■ **TASK TO COMPLETE**: From the entries that follow, copy each line in which "matches" appears.

>>

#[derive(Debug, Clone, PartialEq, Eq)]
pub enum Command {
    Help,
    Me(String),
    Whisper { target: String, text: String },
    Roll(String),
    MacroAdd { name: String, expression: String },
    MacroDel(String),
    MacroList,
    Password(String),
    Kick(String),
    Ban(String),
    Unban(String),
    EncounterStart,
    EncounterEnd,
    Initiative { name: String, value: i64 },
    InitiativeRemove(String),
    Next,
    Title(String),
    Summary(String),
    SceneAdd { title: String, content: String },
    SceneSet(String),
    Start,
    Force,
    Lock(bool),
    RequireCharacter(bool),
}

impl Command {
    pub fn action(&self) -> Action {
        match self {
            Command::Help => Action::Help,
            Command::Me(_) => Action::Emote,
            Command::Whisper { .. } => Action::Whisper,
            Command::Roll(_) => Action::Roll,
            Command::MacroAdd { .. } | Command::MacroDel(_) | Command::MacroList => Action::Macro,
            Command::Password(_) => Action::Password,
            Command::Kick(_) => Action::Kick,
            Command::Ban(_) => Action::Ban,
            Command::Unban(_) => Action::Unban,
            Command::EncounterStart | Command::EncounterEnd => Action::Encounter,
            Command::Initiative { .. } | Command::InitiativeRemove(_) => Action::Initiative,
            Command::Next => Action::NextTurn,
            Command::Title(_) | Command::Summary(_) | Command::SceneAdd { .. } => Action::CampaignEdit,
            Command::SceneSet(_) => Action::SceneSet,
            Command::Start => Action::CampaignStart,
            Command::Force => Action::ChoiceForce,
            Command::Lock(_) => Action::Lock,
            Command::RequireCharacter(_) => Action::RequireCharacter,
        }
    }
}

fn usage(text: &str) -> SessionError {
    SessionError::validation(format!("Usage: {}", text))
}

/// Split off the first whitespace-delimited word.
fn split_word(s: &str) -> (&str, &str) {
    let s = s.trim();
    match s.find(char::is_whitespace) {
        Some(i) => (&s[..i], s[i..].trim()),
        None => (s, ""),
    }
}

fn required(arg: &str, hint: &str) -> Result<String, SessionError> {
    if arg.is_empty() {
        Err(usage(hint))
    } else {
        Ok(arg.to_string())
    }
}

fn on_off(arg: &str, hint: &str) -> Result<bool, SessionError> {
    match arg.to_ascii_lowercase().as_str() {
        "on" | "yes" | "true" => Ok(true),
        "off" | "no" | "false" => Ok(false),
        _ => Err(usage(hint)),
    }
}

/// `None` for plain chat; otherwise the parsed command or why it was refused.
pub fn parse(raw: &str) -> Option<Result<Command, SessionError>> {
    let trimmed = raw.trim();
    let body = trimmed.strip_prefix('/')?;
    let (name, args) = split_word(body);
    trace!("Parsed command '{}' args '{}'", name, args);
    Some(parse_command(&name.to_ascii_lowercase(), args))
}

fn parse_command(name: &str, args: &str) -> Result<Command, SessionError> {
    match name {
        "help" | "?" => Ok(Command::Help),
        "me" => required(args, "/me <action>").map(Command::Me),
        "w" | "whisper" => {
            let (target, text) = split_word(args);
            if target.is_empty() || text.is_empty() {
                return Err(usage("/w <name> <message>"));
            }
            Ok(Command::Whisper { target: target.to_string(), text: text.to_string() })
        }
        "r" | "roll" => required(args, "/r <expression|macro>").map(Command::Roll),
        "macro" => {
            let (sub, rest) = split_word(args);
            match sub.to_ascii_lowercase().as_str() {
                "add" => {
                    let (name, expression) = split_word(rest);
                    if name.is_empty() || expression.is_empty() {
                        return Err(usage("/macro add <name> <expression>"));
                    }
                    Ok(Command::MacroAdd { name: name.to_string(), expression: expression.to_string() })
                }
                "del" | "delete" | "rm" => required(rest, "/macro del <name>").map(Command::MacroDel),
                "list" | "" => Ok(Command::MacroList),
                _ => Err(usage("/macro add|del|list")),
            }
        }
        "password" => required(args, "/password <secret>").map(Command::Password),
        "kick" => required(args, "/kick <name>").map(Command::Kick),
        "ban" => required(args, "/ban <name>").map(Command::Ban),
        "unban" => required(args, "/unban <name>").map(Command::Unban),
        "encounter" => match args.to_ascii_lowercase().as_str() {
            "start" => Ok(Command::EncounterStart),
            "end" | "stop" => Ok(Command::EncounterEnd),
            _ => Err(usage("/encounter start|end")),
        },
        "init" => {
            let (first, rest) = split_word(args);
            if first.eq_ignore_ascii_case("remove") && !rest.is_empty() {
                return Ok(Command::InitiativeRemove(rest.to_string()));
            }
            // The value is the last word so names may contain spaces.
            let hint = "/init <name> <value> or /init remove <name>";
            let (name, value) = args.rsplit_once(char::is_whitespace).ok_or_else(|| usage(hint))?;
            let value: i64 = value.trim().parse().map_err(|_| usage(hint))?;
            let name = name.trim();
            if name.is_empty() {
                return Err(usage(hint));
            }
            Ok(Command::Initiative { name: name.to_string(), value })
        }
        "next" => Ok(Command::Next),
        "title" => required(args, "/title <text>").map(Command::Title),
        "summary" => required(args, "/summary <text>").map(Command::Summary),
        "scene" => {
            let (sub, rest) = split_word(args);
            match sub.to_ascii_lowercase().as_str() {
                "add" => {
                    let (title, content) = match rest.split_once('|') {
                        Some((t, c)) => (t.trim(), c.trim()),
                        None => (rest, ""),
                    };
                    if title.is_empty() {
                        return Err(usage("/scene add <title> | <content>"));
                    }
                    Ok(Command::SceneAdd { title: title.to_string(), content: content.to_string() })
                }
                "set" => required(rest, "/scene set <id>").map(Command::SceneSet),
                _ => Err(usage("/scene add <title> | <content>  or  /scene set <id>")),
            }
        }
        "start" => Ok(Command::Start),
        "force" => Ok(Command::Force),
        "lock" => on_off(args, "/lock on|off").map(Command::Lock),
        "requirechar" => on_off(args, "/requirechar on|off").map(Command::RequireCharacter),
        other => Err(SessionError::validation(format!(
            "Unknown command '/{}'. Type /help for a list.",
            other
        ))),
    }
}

<<
>>

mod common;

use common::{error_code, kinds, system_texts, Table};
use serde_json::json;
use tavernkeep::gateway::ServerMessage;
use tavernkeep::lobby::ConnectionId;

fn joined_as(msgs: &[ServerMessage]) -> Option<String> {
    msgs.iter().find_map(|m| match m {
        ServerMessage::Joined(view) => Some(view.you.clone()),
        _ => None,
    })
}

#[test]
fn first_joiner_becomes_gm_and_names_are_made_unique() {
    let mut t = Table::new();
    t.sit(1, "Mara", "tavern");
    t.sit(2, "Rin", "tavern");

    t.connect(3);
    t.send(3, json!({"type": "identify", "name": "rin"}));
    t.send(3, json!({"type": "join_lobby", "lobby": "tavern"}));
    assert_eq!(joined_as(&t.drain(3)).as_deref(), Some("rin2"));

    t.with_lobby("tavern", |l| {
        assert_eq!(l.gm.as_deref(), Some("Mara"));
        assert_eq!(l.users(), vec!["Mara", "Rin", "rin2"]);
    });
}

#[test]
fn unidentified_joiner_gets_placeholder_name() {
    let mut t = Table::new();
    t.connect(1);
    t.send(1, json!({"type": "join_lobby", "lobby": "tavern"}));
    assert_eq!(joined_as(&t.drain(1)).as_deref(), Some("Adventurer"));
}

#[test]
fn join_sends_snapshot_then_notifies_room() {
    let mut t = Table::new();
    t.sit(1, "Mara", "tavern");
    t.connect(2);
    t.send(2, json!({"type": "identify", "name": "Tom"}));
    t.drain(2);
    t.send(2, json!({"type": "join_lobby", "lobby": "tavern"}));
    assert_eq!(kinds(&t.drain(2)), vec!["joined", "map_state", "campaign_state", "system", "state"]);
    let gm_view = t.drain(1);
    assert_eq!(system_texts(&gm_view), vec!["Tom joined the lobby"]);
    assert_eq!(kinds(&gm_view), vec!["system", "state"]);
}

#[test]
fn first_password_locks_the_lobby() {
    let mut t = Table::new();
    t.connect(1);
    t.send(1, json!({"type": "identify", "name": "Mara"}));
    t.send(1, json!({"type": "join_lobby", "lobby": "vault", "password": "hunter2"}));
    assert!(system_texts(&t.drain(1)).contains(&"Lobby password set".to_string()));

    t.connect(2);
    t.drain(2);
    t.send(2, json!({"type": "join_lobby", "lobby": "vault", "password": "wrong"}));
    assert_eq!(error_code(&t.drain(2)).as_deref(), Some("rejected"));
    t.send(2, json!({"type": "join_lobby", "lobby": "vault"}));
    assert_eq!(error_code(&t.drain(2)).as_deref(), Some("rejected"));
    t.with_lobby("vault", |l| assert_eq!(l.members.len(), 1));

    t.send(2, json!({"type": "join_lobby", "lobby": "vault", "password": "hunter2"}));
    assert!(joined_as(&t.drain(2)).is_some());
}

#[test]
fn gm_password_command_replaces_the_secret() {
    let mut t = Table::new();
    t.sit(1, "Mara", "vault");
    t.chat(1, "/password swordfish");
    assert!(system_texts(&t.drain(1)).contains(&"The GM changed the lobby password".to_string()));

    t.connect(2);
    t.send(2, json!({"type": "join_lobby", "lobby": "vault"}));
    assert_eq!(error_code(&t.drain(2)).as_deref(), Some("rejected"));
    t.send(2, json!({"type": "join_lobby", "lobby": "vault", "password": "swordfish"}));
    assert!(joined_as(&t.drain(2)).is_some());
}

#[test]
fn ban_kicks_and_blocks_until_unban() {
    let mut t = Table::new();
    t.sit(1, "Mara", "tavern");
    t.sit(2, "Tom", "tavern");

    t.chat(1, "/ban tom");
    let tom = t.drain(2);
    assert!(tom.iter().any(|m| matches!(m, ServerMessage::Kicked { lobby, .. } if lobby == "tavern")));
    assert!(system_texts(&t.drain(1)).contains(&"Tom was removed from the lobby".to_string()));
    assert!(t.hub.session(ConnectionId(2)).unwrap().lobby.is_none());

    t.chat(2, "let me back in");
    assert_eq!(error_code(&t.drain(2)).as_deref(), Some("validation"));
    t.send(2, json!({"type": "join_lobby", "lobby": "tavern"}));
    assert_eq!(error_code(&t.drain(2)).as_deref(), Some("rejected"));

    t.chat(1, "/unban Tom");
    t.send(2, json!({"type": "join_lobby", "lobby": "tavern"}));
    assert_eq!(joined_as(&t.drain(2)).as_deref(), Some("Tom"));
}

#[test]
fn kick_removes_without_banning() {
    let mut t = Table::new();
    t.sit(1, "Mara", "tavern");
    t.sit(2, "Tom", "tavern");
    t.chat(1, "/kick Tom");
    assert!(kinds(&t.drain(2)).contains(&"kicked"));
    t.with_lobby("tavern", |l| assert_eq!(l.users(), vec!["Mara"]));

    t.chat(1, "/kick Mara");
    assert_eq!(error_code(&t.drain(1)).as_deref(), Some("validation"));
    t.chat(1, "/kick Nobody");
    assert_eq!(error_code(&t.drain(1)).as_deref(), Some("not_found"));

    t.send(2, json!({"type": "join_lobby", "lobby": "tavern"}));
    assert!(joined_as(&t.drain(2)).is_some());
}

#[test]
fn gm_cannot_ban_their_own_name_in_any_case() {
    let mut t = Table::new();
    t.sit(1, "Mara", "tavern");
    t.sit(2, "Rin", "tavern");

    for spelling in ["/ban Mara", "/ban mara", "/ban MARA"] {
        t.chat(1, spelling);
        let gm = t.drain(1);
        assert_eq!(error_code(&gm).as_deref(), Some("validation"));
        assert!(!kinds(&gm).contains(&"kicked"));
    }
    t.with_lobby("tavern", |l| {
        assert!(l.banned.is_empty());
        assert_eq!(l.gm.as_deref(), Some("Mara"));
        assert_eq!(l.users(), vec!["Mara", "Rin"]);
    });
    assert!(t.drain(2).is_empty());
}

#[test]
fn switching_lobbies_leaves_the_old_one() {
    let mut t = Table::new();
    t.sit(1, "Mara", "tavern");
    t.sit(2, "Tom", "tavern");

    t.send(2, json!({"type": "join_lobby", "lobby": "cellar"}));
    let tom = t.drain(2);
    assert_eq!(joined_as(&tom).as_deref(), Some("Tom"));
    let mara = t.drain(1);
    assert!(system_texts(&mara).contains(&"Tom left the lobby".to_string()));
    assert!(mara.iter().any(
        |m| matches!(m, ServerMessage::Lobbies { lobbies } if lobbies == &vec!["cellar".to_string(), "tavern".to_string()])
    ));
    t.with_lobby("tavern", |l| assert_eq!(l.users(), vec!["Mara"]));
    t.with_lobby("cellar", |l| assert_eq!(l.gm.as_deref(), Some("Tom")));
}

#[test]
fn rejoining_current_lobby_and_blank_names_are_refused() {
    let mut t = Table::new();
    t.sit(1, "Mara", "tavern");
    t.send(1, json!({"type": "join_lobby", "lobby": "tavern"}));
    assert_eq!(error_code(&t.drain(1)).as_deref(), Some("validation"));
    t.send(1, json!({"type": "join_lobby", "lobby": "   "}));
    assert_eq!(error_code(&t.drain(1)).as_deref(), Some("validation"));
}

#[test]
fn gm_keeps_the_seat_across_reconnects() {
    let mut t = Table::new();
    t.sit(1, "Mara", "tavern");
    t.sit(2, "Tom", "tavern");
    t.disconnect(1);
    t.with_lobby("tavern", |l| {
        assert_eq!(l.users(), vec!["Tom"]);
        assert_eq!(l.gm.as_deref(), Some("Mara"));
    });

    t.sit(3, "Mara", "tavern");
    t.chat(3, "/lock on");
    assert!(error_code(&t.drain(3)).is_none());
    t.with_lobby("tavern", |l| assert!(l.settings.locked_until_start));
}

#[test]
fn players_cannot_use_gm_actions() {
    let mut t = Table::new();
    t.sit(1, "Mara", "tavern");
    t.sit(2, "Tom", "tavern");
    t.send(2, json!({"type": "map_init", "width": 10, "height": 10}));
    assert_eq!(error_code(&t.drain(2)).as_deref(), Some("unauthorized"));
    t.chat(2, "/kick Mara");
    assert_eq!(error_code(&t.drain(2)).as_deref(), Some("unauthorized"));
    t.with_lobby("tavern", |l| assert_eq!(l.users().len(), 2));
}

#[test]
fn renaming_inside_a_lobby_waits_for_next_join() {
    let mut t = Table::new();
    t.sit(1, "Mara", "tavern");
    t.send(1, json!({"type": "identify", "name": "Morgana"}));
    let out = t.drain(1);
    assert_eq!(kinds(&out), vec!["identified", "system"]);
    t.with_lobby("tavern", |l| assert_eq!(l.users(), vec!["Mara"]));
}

<<
>>

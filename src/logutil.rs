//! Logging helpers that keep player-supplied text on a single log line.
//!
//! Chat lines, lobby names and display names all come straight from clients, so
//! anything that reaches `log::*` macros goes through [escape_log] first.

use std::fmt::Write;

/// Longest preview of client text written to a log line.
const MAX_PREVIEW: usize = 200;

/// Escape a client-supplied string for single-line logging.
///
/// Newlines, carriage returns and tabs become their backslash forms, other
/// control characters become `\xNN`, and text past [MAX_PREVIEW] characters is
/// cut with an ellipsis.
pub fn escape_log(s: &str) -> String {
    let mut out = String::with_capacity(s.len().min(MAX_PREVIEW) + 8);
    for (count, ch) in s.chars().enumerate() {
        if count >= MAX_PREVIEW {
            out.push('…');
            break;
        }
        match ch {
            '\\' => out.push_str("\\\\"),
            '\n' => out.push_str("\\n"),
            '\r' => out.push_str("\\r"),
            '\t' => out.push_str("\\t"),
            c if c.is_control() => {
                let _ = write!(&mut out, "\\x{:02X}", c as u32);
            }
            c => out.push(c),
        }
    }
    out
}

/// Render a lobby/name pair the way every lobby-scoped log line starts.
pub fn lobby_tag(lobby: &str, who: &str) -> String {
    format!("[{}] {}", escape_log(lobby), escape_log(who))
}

<<

■ **REPLY TO THE EXERCISE**:
    assert!(tom.iter().any(|m| matches!(m, ServerMessage::Kicked { lobby, .. } if lobby == "tavern")));
        |m| matches!(m, ServerMessage::Lobbies { lobbies } if lobbies == &vec!["cellar".to_string(), "tavern".to_string()])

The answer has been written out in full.